Collected data:
┄┄┄┄┄┄

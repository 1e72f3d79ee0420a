//! Structure mapping: which module or library produced which archive bytes.
//!
//! Every packed unit appends its entries once it is finished. The aggregate
//! is shared by all concurrently packed units of a build, and is serialized
//! as the `content-mapping.json` report plus a plain-text summary.

use std::collections::{BTreeMap, BTreeSet};
use std::fmt::Write as _;
use std::fs;
use std::path::{Path, PathBuf};

use anyhow::{Context, Result};
use parking_lot::Mutex;
use serde::Serialize;

/// Kind of contributor behind a structure mapping entry.
#[derive(Debug, Clone, Copy, PartialEq, Eq, Hash, Serialize)]
pub enum ContributorKind {
    ModuleOutput,
    ModuleTestOutput,
    ProjectLibraryFile,
    ModuleLibraryFile,
}

/// One contributor of one archive.
#[derive(Debug, Clone, PartialEq, Eq, Serialize)]
#[serde(rename_all = "camelCase")]
pub struct MappingEntry {
    pub archive_path: PathBuf,
    pub contributor_kind: ContributorKind,
    /// Module name, or library name for library contributors.
    pub contributor_name: String,
    /// Module declaring a module-scoped library.
    #[serde(skip_serializing_if = "Option::is_none")]
    pub owning_module: Option<String>,
    #[serde(skip_serializing_if = "Option::is_none")]
    pub library_file: Option<PathBuf>,
    #[serde(skip_serializing_if = "Option::is_none")]
    pub reason: Option<String>,
    pub byte_size: u64,
}

impl MappingEntry {
    pub fn module_output(archive: impl Into<PathBuf>, module: impl Into<String>, size: u64) -> Self {
        Self {
            archive_path: archive.into(),
            contributor_kind: ContributorKind::ModuleOutput,
            contributor_name: module.into(),
            owning_module: None,
            library_file: None,
            reason: None,
            byte_size: size,
        }
    }

    /// Test output packaged by an artifact; never measured.
    pub fn module_test_output(archive: impl Into<PathBuf>, module: impl Into<String>) -> Self {
        Self {
            contributor_kind: ContributorKind::ModuleTestOutput,
            ..Self::module_output(archive, module, 0)
        }
    }

    pub fn with_reason(mut self, reason: impl Into<String>) -> Self {
        self.reason = Some(reason.into());
        self
    }

    /// Human-readable contributor identity, e.g. `gson (module core)`.
    pub fn contributor_label(&self) -> String {
        match &self.owning_module {
            Some(module) => format!("{} (module {})", self.contributor_name, module),
            None => self.contributor_name.clone(),
        }
    }
}

/// Append-only, thread-safe list of mapping entries for one build.
#[derive(Debug, Default)]
pub struct StructureMapping {
    entries: Mutex<Vec<MappingEntry>>,
}

impl StructureMapping {
    pub fn new() -> Self {
        Self::default()
    }

    /// Append all entries of one unit in a single step, so entries of one
    /// unit stay contiguous.
    pub fn extend(&self, entries: impl IntoIterator<Item = MappingEntry>) {
        self.entries.lock().extend(entries);
    }

    pub fn push(&self, entry: MappingEntry) {
        self.entries.lock().push(entry);
    }

    /// Order entries by archive path. Entries of one archive keep their
    /// relative order.
    pub fn sort_by_archive(&self) {
        self.entries
            .lock()
            .sort_by(|a, b| a.archive_path.cmp(&b.archive_path));
    }

    pub fn len(&self) -> usize {
        self.entries.lock().len()
    }

    pub fn is_empty(&self) -> bool {
        self.entries.lock().is_empty()
    }

    /// Copy of all entries in append order.
    pub fn entries(&self) -> Vec<MappingEntry> {
        self.entries.lock().clone()
    }

    pub fn into_entries(self) -> Vec<MappingEntry> {
        self.entries.into_inner()
    }

    /// Names of all modules contributing compiled output.
    pub fn included_modules(&self) -> BTreeSet<String> {
        self.entries
            .lock()
            .iter()
            .filter(|e| e.contributor_kind == ContributorKind::ModuleOutput)
            .map(|e| e.contributor_name.clone())
            .collect()
    }

    /// Plain-text listing: every archive with its total size and contributors.
    pub fn summary(&self) -> String {
        let entries = self.entries.lock();
        let mut by_archive: BTreeMap<&Path, Vec<&MappingEntry>> = BTreeMap::new();
        for entry in entries.iter() {
            by_archive
                .entry(entry.archive_path.as_path())
                .or_default()
                .push(entry);
        }

        let mut out = String::new();
        for (archive, contributors) in by_archive {
            let total: u64 = contributors.iter().map(|e| e.byte_size).sum();
            let _ = writeln!(out, "{} ({} bytes)", archive.display(), total);
            for entry in contributors {
                let _ = write!(
                    out,
                    "  {:?} {} {}",
                    entry.contributor_kind,
                    entry.contributor_label(),
                    entry.byte_size
                );
                if let Some(reason) = &entry.reason {
                    let _ = write!(out, " [{reason}]");
                }
                out.push('\n');
            }
        }
        out
    }

    /// Write `content-mapping.json` and `content.txt` into `dir`.
    ///
    /// Archive paths under `base` are written relative to it.
    pub fn write_report(&self, dir: &Path, base: &Path) -> Result<()> {
        fs::create_dir_all(dir)
            .with_context(|| format!("creating report directory '{}'", dir.display()))?;

        let entries: Vec<MappingEntry> = self
            .entries()
            .into_iter()
            .map(|mut entry| {
                if let Ok(rel) = entry.archive_path.strip_prefix(base) {
                    entry.archive_path = rel.to_path_buf();
                }
                entry
            })
            .collect();

        let json_path = dir.join("content-mapping.json");
        let json = serde_json::to_string_pretty(&entries)
            .context("serializing structure mapping")?;
        fs::write(&json_path, json)
            .with_context(|| format!("writing '{}'", json_path.display()))?;

        let summary = StructureMapping {
            entries: Mutex::new(entries),
        }
        .summary();
        let text_path = dir.join("content.txt");
        fs::write(&text_path, summary)
            .with_context(|| format!("writing '{}'", text_path.display()))?;
        Ok(())
    }
}

#[cfg(test)]
mod tests {
    use super::*;
    use tempfile::TempDir;

    fn library_entry() -> MappingEntry {
        MappingEntry {
            archive_path: PathBuf::from("/dist/lib/gson.jar"),
            contributor_kind: ContributorKind::ProjectLibraryFile,
            contributor_name: "gson".into(),
            owning_module: None,
            library_file: Some(PathBuf::from("/libs/gson-2.10.jar")),
            reason: None,
            byte_size: 42,
        }
    }

    #[test]
    fn test_included_modules_and_summary() {
        let mapping = StructureMapping::new();
        mapping.extend([
            MappingEntry::module_output("/dist/lib/app.jar", "core", 10),
            MappingEntry::module_output("/dist/lib/app.jar", "ui", 5),
            library_entry(),
        ]);

        assert_eq!(mapping.len(), 3);
        assert_eq!(
            mapping.included_modules().into_iter().collect::<Vec<_>>(),
            vec!["core", "ui"]
        );

        let summary = mapping.summary();
        assert!(summary.contains("/dist/lib/app.jar (15 bytes)"));
        assert!(summary.contains("ProjectLibraryFile gson 42"));
    }

    #[test]
    fn test_report_is_camel_case_json() {
        let temp = TempDir::new().unwrap();
        let mapping = StructureMapping::new();
        mapping.push(library_entry());
        mapping.push(
            MappingEntry::module_output("/dist/lib/app.jar", "core", 10).with_reason("resource"),
        );

        mapping
            .write_report(&temp.path().join("report"), Path::new("/dist"))
            .unwrap();

        let json = fs::read_to_string(temp.path().join("report/content-mapping.json")).unwrap();
        let value: serde_json::Value = serde_json::from_str(&json).unwrap();
        let first = &value[0];
        assert_eq!(first["archivePath"], "lib/gson.jar");
        assert_eq!(first["contributorKind"], "ProjectLibraryFile");
        assert_eq!(first["byteSize"], 42);
        assert!(first.get("owningModule").is_none());
        assert_eq!(value[1]["reason"], "resource");

        let text = fs::read_to_string(temp.path().join("report/content.txt")).unwrap();
        assert!(text.starts_with("lib/app.jar"));
    }
}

┄┄┄┄┄┄

Work to be completed: Please count how many lines in the preceding records hold the word "ModuleOutput", then give only that number.

Worked solution: 3